▸ Working data:
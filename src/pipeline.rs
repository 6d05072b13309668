//! Pipeline assembly and startup.
//!
//! [`Pipeline::start`] recovers the flash ring, seeds the RAM ring one index
//! past whatever flash holds, spawns the flusher and (when the configuration
//! allows it) the poster, and logs the startup event.  Producers get
//! [`EventWriter`] handles from the running pipeline.

use std::sync::Arc;

use parking_lot::Mutex;
use serde::Deserialize;
use snafu::Snafu;
use tokio::task::JoinHandle;

use crate::{
    clock::Clock,
    codec::{BLOCK_INDEX_LEN, MAX_HEADER_LEN},
    flash::{FlashConfig, FlashMedia, FlashRing},
    poster::{self, PosterConfig, WallClockHint},
    ring::{EventFlags, EventWriter, RamRing, RingConfig},
    EVENT_STARTUP,
};

/// Everything the pipeline needs to run.
#[derive(Clone, Debug, Default, Deserialize)]
#[serde(default, deny_unknown_fields)]
pub struct PipelineConfig {
    pub ring: RingConfig,
    pub flash: FlashConfig,
    /// Collector endpoint; absent or unusable means the poster is not
    /// started and data accumulates on flash.
    pub poster: Option<PosterConfig>,
}

#[derive(Debug, Snafu)]
pub enum ConfigBuildError {
    #[snafu(display("parameter '{}' was invalid: {}", param_name, reason))]
    InvalidParameter {
        param_name: &'static str,
        reason: String,
    },
}

/// Builder for [`PipelineConfig`].
#[derive(Clone, Debug, Default)]
pub struct PipelineConfigBuilder {
    buffer_size: Option<usize>,
    num_buffers: Option<usize>,
    save_hold_ticks: Option<u32>,
    flush_interval: Option<std::time::Duration>,
    poster: Option<PosterConfig>,
}

impl PipelineConfigBuilder {
    pub fn new() -> Self {
        Self::default()
    }

    /// Sets the buffer size; must match the flash sector size.
    pub fn buffer_size(mut self, bytes: usize) -> Self {
        self.buffer_size = Some(bytes);
        self
    }

    /// Sets the number of RAM buffers in the FIFO.
    pub fn num_buffers(mut self, buffers: usize) -> Self {
        self.num_buffers = Some(buffers);
        self
    }

    /// Sets how long a partially filled head buffer may age before being
    /// saved, in clock ticks.
    pub fn save_hold_ticks(mut self, ticks: u32) -> Self {
        self.save_hold_ticks = Some(ticks);
        self
    }

    /// Sets the flusher's wait between unsignaled drain passes.
    pub fn flush_interval(mut self, interval: std::time::Duration) -> Self {
        self.flush_interval = Some(interval);
        self
    }

    /// Sets the collector endpoint.
    pub fn poster(mut self, poster: PosterConfig) -> Self {
        self.poster = Some(poster);
        self
    }

    /// Consumes this builder and constructs a `PipelineConfig`.
    pub fn build(self) -> Result<PipelineConfig, ConfigBuildError> {
        let defaults = RingConfig::default();
        let buffer_size = self.buffer_size.unwrap_or(defaults.buffer_size);
        let num_buffers = self.num_buffers.unwrap_or(defaults.num_buffers);
        let save_hold_ticks = self.save_hold_ticks.unwrap_or(defaults.save_hold_ticks);

        if buffer_size <= BLOCK_INDEX_LEN + MAX_HEADER_LEN {
            return Err(ConfigBuildError::InvalidParameter {
                param_name: "buffer_size",
                reason: format!(
                    "must exceed {} bytes of per-buffer overhead",
                    BLOCK_INDEX_LEN + MAX_HEADER_LEN
                ),
            });
        }
        if buffer_size % 4 != 0 {
            return Err(ConfigBuildError::InvalidParameter {
                param_name: "buffer_size",
                reason: "must be a multiple of the four-byte program word".to_string(),
            });
        }
        if num_buffers < 2 {
            return Err(ConfigBuildError::InvalidParameter {
                param_name: "num_buffers",
                reason: "at least two buffers are required".to_string(),
            });
        }

        Ok(PipelineConfig {
            ring: RingConfig {
                buffer_size,
                num_buffers,
                save_hold_ticks,
            },
            flash: FlashConfig {
                flush_interval: self
                    .flush_interval
                    .unwrap_or(crate::flash::DEFAULT_FLUSH_INTERVAL),
            },
            poster: self.poster,
        })
    }
}

/// Error that occurred when starting the pipeline.
#[derive(Debug, Snafu)]
pub enum StartError {
    #[snafu(display(
        "ring buffers are {} bytes but flash sectors are {}",
        buffer_size,
        sector_size
    ))]
    GeometryMismatch {
        buffer_size: usize,
        sector_size: usize,
    },

    #[snafu(display("ring must have at least two buffers, got {}", num_buffers))]
    TooFewBuffers { num_buffers: usize },

    #[snafu(display("flash region must have at least two sectors, got {}", sector_count))]
    TooFewSectors { sector_count: u32 },
}

/// What to log as the per-boot startup event.
#[derive(Clone, Debug, Default)]
pub struct StartupInfo {
    /// Platform reset information, opaque to the pipeline.
    pub reset_info: Vec<u8>,
    /// Clock calibration sampled at boot.
    pub rtc_calibration: u32,
}

/// A running pipeline: RAM ring, flusher, and optionally the poster.
pub struct Pipeline<M: FlashMedia> {
    ram: Arc<RamRing>,
    flash: Arc<FlashRing<M>>,
    wall_clock: Arc<Mutex<Option<WallClockHint>>>,
    flusher: JoinHandle<()>,
    poster: Option<JoinHandle<()>>,
}

impl<M: FlashMedia> Pipeline<M> {
    /// Recovers the flash ring from `media` and brings the tasks up.
    ///
    /// The startup event is the first event of the new boot's first buffer.
    /// An unusable poster configuration is logged and skipped rather than
    /// failing startup: the node keeps logging locally.
    pub async fn start(
        media: M,
        clock: Arc<dyn Clock>,
        config: PipelineConfig,
        startup: StartupInfo,
    ) -> Result<Self, StartError> {
        snafu::ensure!(
            config.ring.buffer_size == media.sector_size(),
            GeometryMismatchSnafu {
                buffer_size: config.ring.buffer_size,
                sector_size: media.sector_size(),
            }
        );
        snafu::ensure!(
            config.ring.num_buffers >= 2,
            TooFewBuffersSnafu {
                num_buffers: config.ring.num_buffers
            }
        );
        snafu::ensure!(
            media.sector_count() >= 2,
            TooFewSectorsSnafu {
                sector_count: media.sector_count()
            }
        );

        let (flash, next_index) = FlashRing::open(media, &config.flash).await;
        let flash = Arc::new(flash);
        info!(next_index, "Flash ring recovered.");

        let ram = Arc::new(RamRing::new(&config.ring, Arc::clone(&clock), next_index));
        let flusher = tokio::spawn(Arc::clone(&flash).run_flusher(Arc::clone(&ram)));

        let mut writer = EventWriter::new(Arc::clone(&ram));
        let mut payload = startup.reset_info.clone();
        payload.extend_from_slice(&startup.rtc_calibration.to_le_bytes());
        writer.append(
            EVENT_STARTUP,
            &payload,
            EventFlags {
                low_res_time: true,
                no_repeat: false,
            },
        );

        let wall_clock = Arc::new(Mutex::new(None));
        let poster = match config.poster {
            Some(poster_config) => match poster_config.validate() {
                Ok(()) => Some(tokio::spawn(poster::run_poster(
                    poster_config,
                    clock,
                    Arc::clone(&ram),
                    Arc::clone(&flash),
                    Arc::clone(&wall_clock),
                ))),
                Err(error) => {
                    warn!(%error, "Poster configuration unusable; not posting.");
                    None
                }
            },
            None => None,
        };

        Ok(Self {
            ram,
            flash,
            wall_clock,
            flusher,
            poster,
        })
    }

    /// Creates a producer handle.
    pub fn writer(&self) -> EventWriter {
        EventWriter::new(Arc::clone(&self.ram))
    }

    /// The RAM ring, for producers managed outside the pipeline.
    pub fn ram_ring(&self) -> &Arc<RamRing> {
        &self.ram
    }

    /// The flash ring, for the status UI's read-only queries.
    pub fn flash_ring(&self) -> &Arc<FlashRing<M>> {
        &self.flash
    }

    /// Whether the poster task was started.
    pub fn poster_running(&self) -> bool {
        self.poster.is_some()
    }

    /// The collector's wall clock as of the last acknowledged post.
    pub fn wall_clock_hint(&self) -> Option<WallClockHint> {
        *self.wall_clock.lock()
    }

    /// Stops the tasks.  Buffered data stays in RAM and on flash; a later
    /// [`Pipeline::start`] on the same media picks the flash contents up.
    pub async fn shutdown(self) {
        self.flusher.abort();
        let _ = self.flusher.await;
        if let Some(poster) = self.poster {
            poster.abort();
            let _ = poster.await;
        }
    }
}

▸ Aim of the task: Which lines above contain the word "tasks"? Show each of them.

▸ Solution for this task:
    /// Recovers the flash ring from `media` and brings the tasks up.
    /// Stops the tasks.  Buffered data stays in RAM and on flash; a later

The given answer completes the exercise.